§ WORK REQUEST
Set down, please, without alteration, the lines of the entries below from the first through the one containing "the storage directory.".

Stored items
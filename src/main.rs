//! configd command-line interface.
//!
//! A thin layer over the library: parse and validate configuration files,
//! diff them, and drive the snapshot/version managers against the local
//! host. All behavior lives in the library; this binary only wires the
//! composition root together.

use std::path::PathBuf;
use std::sync::Arc;

use anyhow::{bail, Context, Result};
use clap::{Parser as CliParser, Subcommand};
use tracing_subscriber::EnvFilter;

use configd::config::EngineConfig;
use configd::diff::calculate_diff;
use configd::executor::LocalExecutor;
use configd::parser::Parser;
use configd::snapshot::{FsStore, SnapshotFormat, SnapshotManager, SnapshotStatus, VersionManager};
use configd::validate::Validator;

#[derive(CliParser)]
#[command(name = "configd", version, about = "Configuration-state engine for network devices")]
struct Cli {
    /// Path to a TOML engine configuration file.
    #[arg(short, long, global = true, env = "CONFIGD_CONFIG")]
    config: Option<PathBuf>,

    /// Override the storage directory.
    #[arg(long, global = true)]
    storage_dir: Option<PathBuf>,

    #[command(subcommand)]
    command: Commands,
}

#[derive(Subcommand)]
enum Commands {
    /// Parse a configuration file and print the tree as JSON.
    Parse {
        /// Configuration file (one statement per line)
        file: PathBuf,
    },

    /// Validate a configuration file against the baseline rules.
    Validate {
        /// Configuration file
        file: PathBuf,
    },

    /// Diff two configuration files.
    Diff {
        /// Old configuration file
        old: PathBuf,
        /// New configuration file
        new: PathBuf,
    },

    /// Snapshot operations against the local host.
    Snapshot {
        #[command(subcommand)]
        action: SnapshotAction,
    },

    /// Version-history operations against the local host.
    Version {
        #[command(subcommand)]
        action: VersionAction,
    },
}

#[derive(Subcommand)]
enum SnapshotAction {
    /// Capture a new snapshot.
    Create {
        /// Snapshot name
        name: String,
        /// Description
        #[arg(short, long, default_value = "")]
        description: String,
        /// Export format: native, json, yaml, xml
        #[arg(short, long, default_value = "native")]
        format: String,
    },
    /// List snapshots, newest first.
    List {
        /// Maximum number to show
        #[arg(short, long)]
        limit: Option<usize>,
    },
    /// Show one snapshot's metadata as JSON.
    Show {
        /// Snapshot id
        id: String,
    },
    /// Delete a snapshot.
    Delete {
        /// Snapshot id
        id: String,
    },
    /// Restore the configuration from a snapshot.
    Restore {
        /// Snapshot id
        id: String,
        /// Validate only, apply nothing
        #[arg(long)]
        dry_run: bool,
    },
    /// Compare two snapshots line-by-line.
    Compare {
        /// Older snapshot id
        old_id: String,
        /// Newer snapshot id
        new_id: String,
        /// Use the structural tree diff instead of line sets
        #[arg(long)]
        tree: bool,
    },
}

#[derive(Subcommand)]
enum VersionAction {
    /// Capture the live configuration as a new version.
    Create {
        /// Version name
        name: String,
        /// Description
        #[arg(short, long, default_value = "")]
        description: String,
        /// Creator recorded on the version
        #[arg(long)]
        created_by: Option<String>,
        /// Tags attached to the version
        #[arg(short, long)]
        tag: Vec<String>,
    },
    /// List versions, highest number first.
    List,
    /// Restore the configuration from a version.
    Restore {
        /// Version id
        id: String,
        /// Validate only, apply nothing
        #[arg(long)]
        dry_run: bool,
    },
}

#[tokio::main]
async fn main() -> Result<()> {
    tracing_subscriber::fmt()
        .with_env_filter(EnvFilter::from_default_env())
        .with_writer(std::io::stderr)
        .init();

    let cli = Cli::parse();

    let mut config = match &cli.config {
        Some(path) => EngineConfig::from_file(path)
            .with_context(|| format!("loading configuration from {}", path.display()))?,
        None => EngineConfig::default(),
    };
    if let Some(dir) = cli.storage_dir {
        config.storage_dir = dir;
    }

    match cli.command {
        Commands::Parse { file } => {
            let text = std::fs::read_to_string(&file)
                .with_context(|| format!("reading {}", file.display()))?;
            let tree = Parser::new().parse_config(&text);
            println!("{}", serde_json::to_string_pretty(&tree.to_dict())?);
        }

        Commands::Validate { file } => {
            let text = std::fs::read_to_string(&file)
                .with_context(|| format!("reading {}", file.display()))?;
            let tree = Parser::new().parse_config(&text);
            let errors = Validator::new().validate(&tree);
            if errors.is_empty() {
                println!("{}: valid", file.display());
            } else {
                for error in &errors {
                    println!("{} [{}]: {}", error.path, error.error_type, error.message);
                }
                bail!("{} validation error(s)", errors.len());
            }
        }

        Commands::Diff { old, new } => {
            let parser = Parser::new();
            let old_text = std::fs::read_to_string(&old)
                .with_context(|| format!("reading {}", old.display()))?;
            let new_text = std::fs::read_to_string(&new)
                .with_context(|| format!("reading {}", new.display()))?;
            let diff = calculate_diff(&parser.parse_config(&old_text), &parser.parse_config(&new_text));
            if diff.is_empty() {
                println!("no differences");
            } else {
                println!("{}", diff.render());
            }
        }

        Commands::Snapshot { action } => {
            let manager = snapshot_manager(&config)?;
            run_snapshot_action(&manager, action).await?;
        }

        Commands::Version { action } => {
            let manager = version_manager(&config)?;
            run_version_action(&manager, action).await?;
        }
    }

    Ok(())
}

fn snapshot_manager(config: &EngineConfig) -> Result<SnapshotManager> {
    config.validate()?;
    let store = Arc::new(FsStore::new(&config.storage_dir)?);
    let executor = Arc::new(LocalExecutor::new());
    Ok(SnapshotManager::new(executor, store, config.clone()))
}

fn version_manager(config: &EngineConfig) -> Result<VersionManager> {
    config.validate()?;
    let store = Arc::new(FsStore::new(&config.storage_dir)?);
    let executor = Arc::new(LocalExecutor::new());
    Ok(VersionManager::new(executor, store, config.clone()))
}

async fn run_snapshot_action(manager: &SnapshotManager, action: SnapshotAction) -> Result<()> {
    match action {
        SnapshotAction::Create {
            name,
            description,
            format,
        } => {
            let format: SnapshotFormat = format.parse()?;
            let snapshot = manager.create_snapshot(&name, &description, format).await;
            println!("{}", serde_json::to_string_pretty(&snapshot)?);
            if snapshot.status != SnapshotStatus::Completed {
                bail!("snapshot creation failed");
            }
        }
        SnapshotAction::List { limit } => {
            for snapshot in manager.list_snapshots(limit) {
                println!(
                    "{}  {}  {:<11} {}",
                    snapshot.id,
                    snapshot.timestamp.format("%Y-%m-%d %H:%M:%S"),
                    snapshot.status.to_string(),
                    snapshot.name
                );
            }
        }
        SnapshotAction::Show { id } => match manager.get_snapshot(&id) {
            Some(snapshot) => println!("{}", serde_json::to_string_pretty(&snapshot)?),
            None => bail!("snapshot '{id}' not found"),
        },
        SnapshotAction::Delete { id } => {
            if manager.delete_snapshot(&id).await? {
                println!("deleted {id}");
            } else {
                bail!("snapshot '{id}' not found");
            }
        }
        SnapshotAction::Restore { id, dry_run } => {
            let report = manager.restore_from_snapshot(&id, dry_run).await?;
            println!("{}", serde_json::to_string_pretty(&report)?);
        }
        SnapshotAction::Compare {
            old_id,
            new_id,
            tree,
        } => {
            if tree {
                let diff = manager.compare_trees(&old_id, &new_id)?;
                if diff.is_empty() {
                    println!("no differences");
                } else {
                    println!("{}", diff.render());
                }
            } else {
                for entry in manager.compare_configs(&old_id, &new_id)? {
                    let marker = match entry.change {
                        configd::snapshot::LineChange::Added => '+',
                        configd::snapshot::LineChange::Removed => '-',
                    };
                    println!("{marker} {}", entry.line);
                }
            }
        }
    }
    Ok(())
}

async fn run_version_action(manager: &VersionManager, action: VersionAction) -> Result<()> {
    match action {
        VersionAction::Create {
            name,
            description,
            created_by,
            tag,
        } => {
            let version = manager
                .create_version(&name, &description, created_by.as_deref(), tag)
                .await?;
            println!("{}", serde_json::to_string_pretty(&version)?);
        }
        VersionAction::List => {
            for version in manager.list_versions() {
                println!(
                    "v{:04}  {}  {:<11} {}  {}",
                    version.version,
                    version.created_at.format("%Y-%m-%d %H:%M:%S"),
                    version.status.to_string(),
                    version.id,
                    version.name
                );
            }
        }
        VersionAction::Restore { id, dry_run } => {
            let report = manager.restore_version(&id, dry_run).await?;
            println!("{}", serde_json::to_string_pretty(&report)?);
        }
    }
    Ok(())
}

§ YOUR RESPONSE
filename src/main.rs
//! configd command-line interface.
//!
//! A thin layer over the library: parse and validate configuration files,
//! diff them, and drive the snapshot/version managers against the local
//! host. All behavior lives in the library; this binary only wires the
//! composition root together.

use std::path::PathBuf;
use std::sync::Arc;

use anyhow::{bail, Context, Result};
use clap::{Parser as CliParser, Subcommand};
use tracing_subscriber::EnvFilter;

use configd::config::EngineConfig;
use configd::diff::calculate_diff;
use configd::executor::LocalExecutor;
use configd::parser::Parser;
use configd::snapshot::{FsStore, SnapshotFormat, SnapshotManager, SnapshotStatus, VersionManager};
use configd::validate::Validator;

#[derive(CliParser)]
#[command(name = "configd", version, about = "Configuration-state engine for network devices")]
struct Cli {
    /// Path to a TOML engine configuration file.
    #[arg(short, long, global = true, env = "CONFIGD_CONFIG")]
    config: Option<PathBuf>,

    /// Override the storage directory.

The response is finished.